Three vulnerable people- the key to the pro-life message
In view of the vast consequences of the currently prevalent philosophy that some people are 'better off dead’ and the huge number of lives already affected, as well as the even greater number potentially affected, it’s easy, sometimes, to lose sight of the real simplicity of the pro-life message in the realization of the enormity of its implications. For this reason, I would like to introduce you to three people during the course of my talk, who represent the weakest and most vulnerable of human beings, and who together provide the key to the real meaning of the pro-life message; three people whom I would like you to keep in mind as I speak.
The first is Tony Bland, the young man injured in the Hillsborough Football Stadium disaster; he was crushed in the panic to escape the stadium and his brain was damaged by lack of oxygen to the extent that he was regarded as being in the inappropriately named ‘ Persistent Vegetative State’ or PVS.
The second is a little girl born in Stoke on Trent with a condition called anencephaly, which means that most of the higher brain is missing. The brain stem ( which controls the so-called ‘automatic’ functions like breathing and heart beat) is intact but the ‘higher brain’ which controls conscious thought is absent. Babies with anencephaly typically have a very short post-natal life of less than a week. This little girl lived for only one day.
The third is a baby boy born in Calcutta to parents so desperately poor that the bit of the pavement where they live is likely to be the only home he will ever know.
The message of these three people is simultaneously profound and simple, and, I hope, by the end of this talk you will understand clearly what that message is.
Tony Bland and the human value of the worth of people in PVS
Everybody must be aware of the case of Tony Bland, the first of our three people. The NHS Trust which runs Airedale General Hospital in Keighley, where he was a patient, backed by his parents, applied to the High Court for permission to stop feeding him so that he would starve to death. The High Court ruled that this could be done and the Appeal Court concurred. The Law Lords, the last possible point of appeal also ruled the same way and Tony Bland died on 3/3/93 after nine days without food and water.
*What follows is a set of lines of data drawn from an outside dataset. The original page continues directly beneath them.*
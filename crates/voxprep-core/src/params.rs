//! Per-stage parameter bundles.
//!
//! Each filter kind that needs inputs has its own struct, and [`FilterParams`]
//! tags them. Constructors validate everything that can be checked without
//! the image; filters re-check what depends on it (e.g. mask geometry).

use std::fmt;

use crate::error::FilterError;
use crate::image::Volume;
use crate::kernels::Interpolation;
use crate::transform::SpatialTransform;

/// Parameters for one pipeline stage.
#[derive(Debug, Clone, PartialEq)]
pub enum FilterParams {
    Resampling(ResamplingParams),
    Denoising(DenoisingParams),
    SkullStripping(SkullStrippingParams),
    Registration(RegistrationParams),
}

impl FilterParams {
    /// Short name of the variant, used in error messages.
    pub const fn kind(&self) -> &'static str {
        match self {
            Self::Resampling(_) => "resampling",
            Self::Denoising(_) => "denoising",
            Self::SkullStripping(_) => "skull-stripping",
            Self::Registration(_) => "registration",
        }
    }

    pub fn as_resampling(&self) -> Option<&ResamplingParams> {
        match self {
            Self::Resampling(p) => Some(p),
            _ => None,
        }
    }

    pub fn as_denoising(&self) -> Option<&DenoisingParams> {
        match self {
            Self::Denoising(p) => Some(p),
            _ => None,
        }
    }

    pub fn as_skull_stripping(&self) -> Option<&SkullStrippingParams> {
        match self {
            Self::SkullStripping(p) => Some(p),
            _ => None,
        }
    }

    pub fn as_registration(&self) -> Option<&RegistrationParams> {
        match self {
            Self::Registration(p) => Some(p),
            _ => None,
        }
    }
}

impl From<ResamplingParams> for FilterParams {
    fn from(p: ResamplingParams) -> Self {
        Self::Resampling(p)
    }
}

impl From<DenoisingParams> for FilterParams {
    fn from(p: DenoisingParams) -> Self {
        Self::Denoising(p)
    }
}

impl From<SkullStrippingParams> for FilterParams {
    fn from(p: SkullStrippingParams) -> Self {
        Self::SkullStripping(p)
    }
}

impl From<RegistrationParams> for FilterParams {
    fn from(p: RegistrationParams) -> Self {
        Self::Registration(p)
    }
}

// ── Resampling ───────────────────────────────────────────────────

/// Target grid size and interpolator. Both are required.
#[derive(Debug, Clone, Copy, PartialEq, Eq)]
pub struct ResamplingParams {
    size: [usize; 3],
    interpolation: Interpolation,
}

impl ResamplingParams {
    pub fn new(size: [usize; 3], interpolation: Interpolation) -> Result<Self, FilterError> {
        if size.contains(&0) {
            return Err(FilterError::parameter(format!(
                "resampling size must be positive on every axis, got {size:?}"
            )));
        }
        Ok(Self { size, interpolation })
    }

    /// Build from loosely typed inputs, e.g. a config file.
    pub fn parse(size: &[usize], interpolation: &str) -> Result<Self, FilterError> {
        let size: [usize; 3] = size.try_into().map_err(|_| {
            FilterError::parameter(format!(
                "resampling size must have 3 entries to match the volume, got {}",
                size.len()
            ))
        })?;
        Self::new(size, interpolation.parse()?)
    }

    pub fn size(&self) -> [usize; 3] {
        self.size
    }

    pub fn interpolation(&self) -> Interpolation {
        self.interpolation
    }
}

// ── Denoising ────────────────────────────────────────────────────

/// Denoising strategy with its tuning parameter.
#[derive(Debug, Clone, Copy, PartialEq)]
pub enum DenoisingMethod {
    /// Local-statistics Wiener approximation over a cubic window.
    Wiener { kernel_size: usize },
    /// Gaussian blur, sigma in physical units.
    Gaussian { sigma: f64 },
    /// Median over a `2 * radius + 1` box on every axis.
    Median { radius: usize },
}

impl DenoisingMethod {
    pub const DEFAULT_KERNEL_SIZE: usize = 3;
    pub const DEFAULT_SIGMA: f64 = 1.0;
    pub const DEFAULT_RADIUS: usize = 1;

    /// Largest accepted Wiener window edge.
    pub const MAX_KERNEL_SIZE: usize = 51;
    /// Largest accepted Gaussian sigma, in physical units.
    pub const MAX_SIGMA: f64 = 1000.0;
    /// Largest accepted median radius (a `51³` window).
    pub const MAX_RADIUS: usize = 25;

    pub const fn wiener() -> Self {
        Self::Wiener {
            kernel_size: Self::DEFAULT_KERNEL_SIZE,
        }
    }

    pub const fn gaussian() -> Self {
        Self::Gaussian {
            sigma: Self::DEFAULT_SIGMA,
        }
    }

    pub const fn median() -> Self {
        Self::Median {
            radius: Self::DEFAULT_RADIUS,
        }
    }

    pub const fn name(&self) -> &'static str {
        match self {
            Self::Wiener { .. } => "wiener",
            Self::Gaussian { .. } => "gaussian",
            Self::Median { .. } => "median",
        }
    }

    fn validate(&self) -> Result<(), FilterError> {
        match *self {
            Self::Wiener { kernel_size } if kernel_size == 0 || kernel_size % 2 == 0 => {
                Err(FilterError::parameter(format!(
                    "wiener kernel_size must be a positive odd number, got {kernel_size}"
                )))
            }
            Self::Wiener { kernel_size } if kernel_size > Self::MAX_KERNEL_SIZE => {
                Err(FilterError::parameter(format!(
                    "wiener kernel_size must be at most {}, got {kernel_size}",
                    Self::MAX_KERNEL_SIZE
                )))
            }
            Self::Gaussian { sigma } if !sigma.is_finite() || sigma <= 0.0 => Err(
                FilterError::parameter(format!("gaussian sigma must be positive, got {sigma}")),
            ),
            Self::Gaussian { sigma } if sigma > Self::MAX_SIGMA => Err(FilterError::parameter(
                format!("gaussian sigma must be at most {}, got {sigma}", Self::MAX_SIGMA),
            )),
            Self::Median { radius } if radius > Self::MAX_RADIUS => Err(FilterError::parameter(
                format!("median radius must be at most {}, got {radius}", Self::MAX_RADIUS),
            )),
            _ => Ok(()),
        }
    }
}

impl fmt::Display for DenoisingMethod {
    fn fmt(&self, f: &mut fmt::Formatter<'_>) -> fmt::Result {
        match self {
            Self::Wiener { kernel_size } => write!(f, "wiener(kernel_size={kernel_size})"),
            Self::Gaussian { sigma } => write!(f, "gaussian(sigma={sigma})"),
            Self::Median { radius } => write!(f, "median(radius={radius})"),
        }
    }
}

/// Denoising parameters. The method is required; its knob defaults.
#[derive(Debug, Clone, Copy, PartialEq)]
pub struct DenoisingParams {
    method: DenoisingMethod,
}

impl DenoisingParams {
    pub fn new(method: DenoisingMethod) -> Result<Self, FilterError> {
        method.validate()?;
        Ok(Self { method })
    }

    /// Build from a method name plus optional knobs.
    ///
    /// Knobs that belong to a different method are ignored with a warning.
    pub fn parse(
        method: &str,
        kernel_size: Option<usize>,
        sigma: Option<f64>,
        radius: Option<usize>,
    ) -> Result<Self, FilterError> {
        let method = match method.trim().to_ascii_lowercase().as_str() {
            "wiener" => DenoisingMethod::Wiener {
                kernel_size: kernel_size.unwrap_or(DenoisingMethod::DEFAULT_KERNEL_SIZE),
            },
            "gaussian" => DenoisingMethod::Gaussian {
                sigma: sigma.unwrap_or(DenoisingMethod::DEFAULT_SIGMA),
            },
            "median" => DenoisingMethod::Median {
                radius: radius.unwrap_or(DenoisingMethod::DEFAULT_RADIUS),
            },
            other => {
                return Err(FilterError::parameter(format!(
                    "unsupported denoising method: {other:?}"
                )));
            }
        };

        let unused = [
            ("kernel_size", kernel_size.is_some(), "wiener"),
            ("sigma", sigma.is_some(), "gaussian"),
            ("radius", radius.is_some(), "median"),
        ];
        for (knob, given, owner) in unused {
            if given && owner != method.name() {
                tracing::warn!("denoising: `{knob}` has no effect on method {}", method.name());
            }
        }

        Self::new(method)
    }

    pub fn method(&self) -> DenoisingMethod {
        self.method
    }
}

// ── Skull stripping ──────────────────────────────────────────────

/// Brain mask applied by skull stripping.
#[derive(Debug, Clone, PartialEq)]
pub struct SkullStrippingParams {
    mask: Volume,
}

impl SkullStrippingParams {
    pub fn new(mask: Volume) -> Self {
        Self { mask }
    }

    pub fn mask(&self) -> &Volume {
        &self.mask
    }
}

// ── Registration ─────────────────────────────────────────────────

/// Atlas, precomputed transform and ground-truth flag for registration.
#[derive(Debug, Clone, PartialEq)]
pub struct RegistrationParams {
    atlas: Volume,
    transform: SpatialTransform,
    is_ground_truth: bool,
    interpolation: Option<Interpolation>,
}

impl RegistrationParams {
    pub fn new(atlas: Volume, transform: SpatialTransform, is_ground_truth: bool) -> Self {
        Self {
            atlas,
            transform,
            is_ground_truth,
            interpolation: None,
        }
    }

    /// Override the interpolator chosen from the ground-truth flag.
    pub fn with_interpolation(mut self, interpolation: Interpolation) -> Self {
        self.interpolation = Some(interpolation);
        self
    }

    pub fn atlas(&self) -> &Volume {
        &self.atlas
    }

    pub fn transform(&self) -> &SpatialTransform {
        &self.transform
    }

    pub fn is_ground_truth(&self) -> bool {
        self.is_ground_truth
    }

    /// Explicit interpolator if set; otherwise nearest for label volumes and
    /// linear for intensity volumes.
    pub fn interpolation(&self) -> Interpolation {
        self.interpolation.unwrap_or(if self.is_ground_truth {
            Interpolation::Nearest
        } else {
            Interpolation::Linear
        })
    }
}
Before this case, most of the arguments put forward in support of the legalization of voluntary euthanasia centred around three main requirements:
The person making the request to be killed must be:-
1. terminally and/or incurably ill or disabled
3.
have a “sustained wish to die” (i.e. they must have signed what is known as a Living Will orThe Tony Bland case put these supposedly “strict criteria” of the pro-euthanasia lobby into perspective, because enthusiasm for killing him was undimmed despite the fact that he was
NOT terminally ill (he could have lived another 30 years with ordinary case), he was NOT in pain (his doctors said he was incapable of feeling pain), and he had never expressed a wish to die (and, of course, once in PVS, he was incapable of formulating such a wish). So the pro-euthanasia lobby wanted Tony Bland killed even though he didn’t satisfy ANY of their own “strict criteria”.The reasons why this was so are simple to understand. The general consensus is that a life like Tony Bland’s is worthless, and that death is in the best interests of anyone so profoundly disabled.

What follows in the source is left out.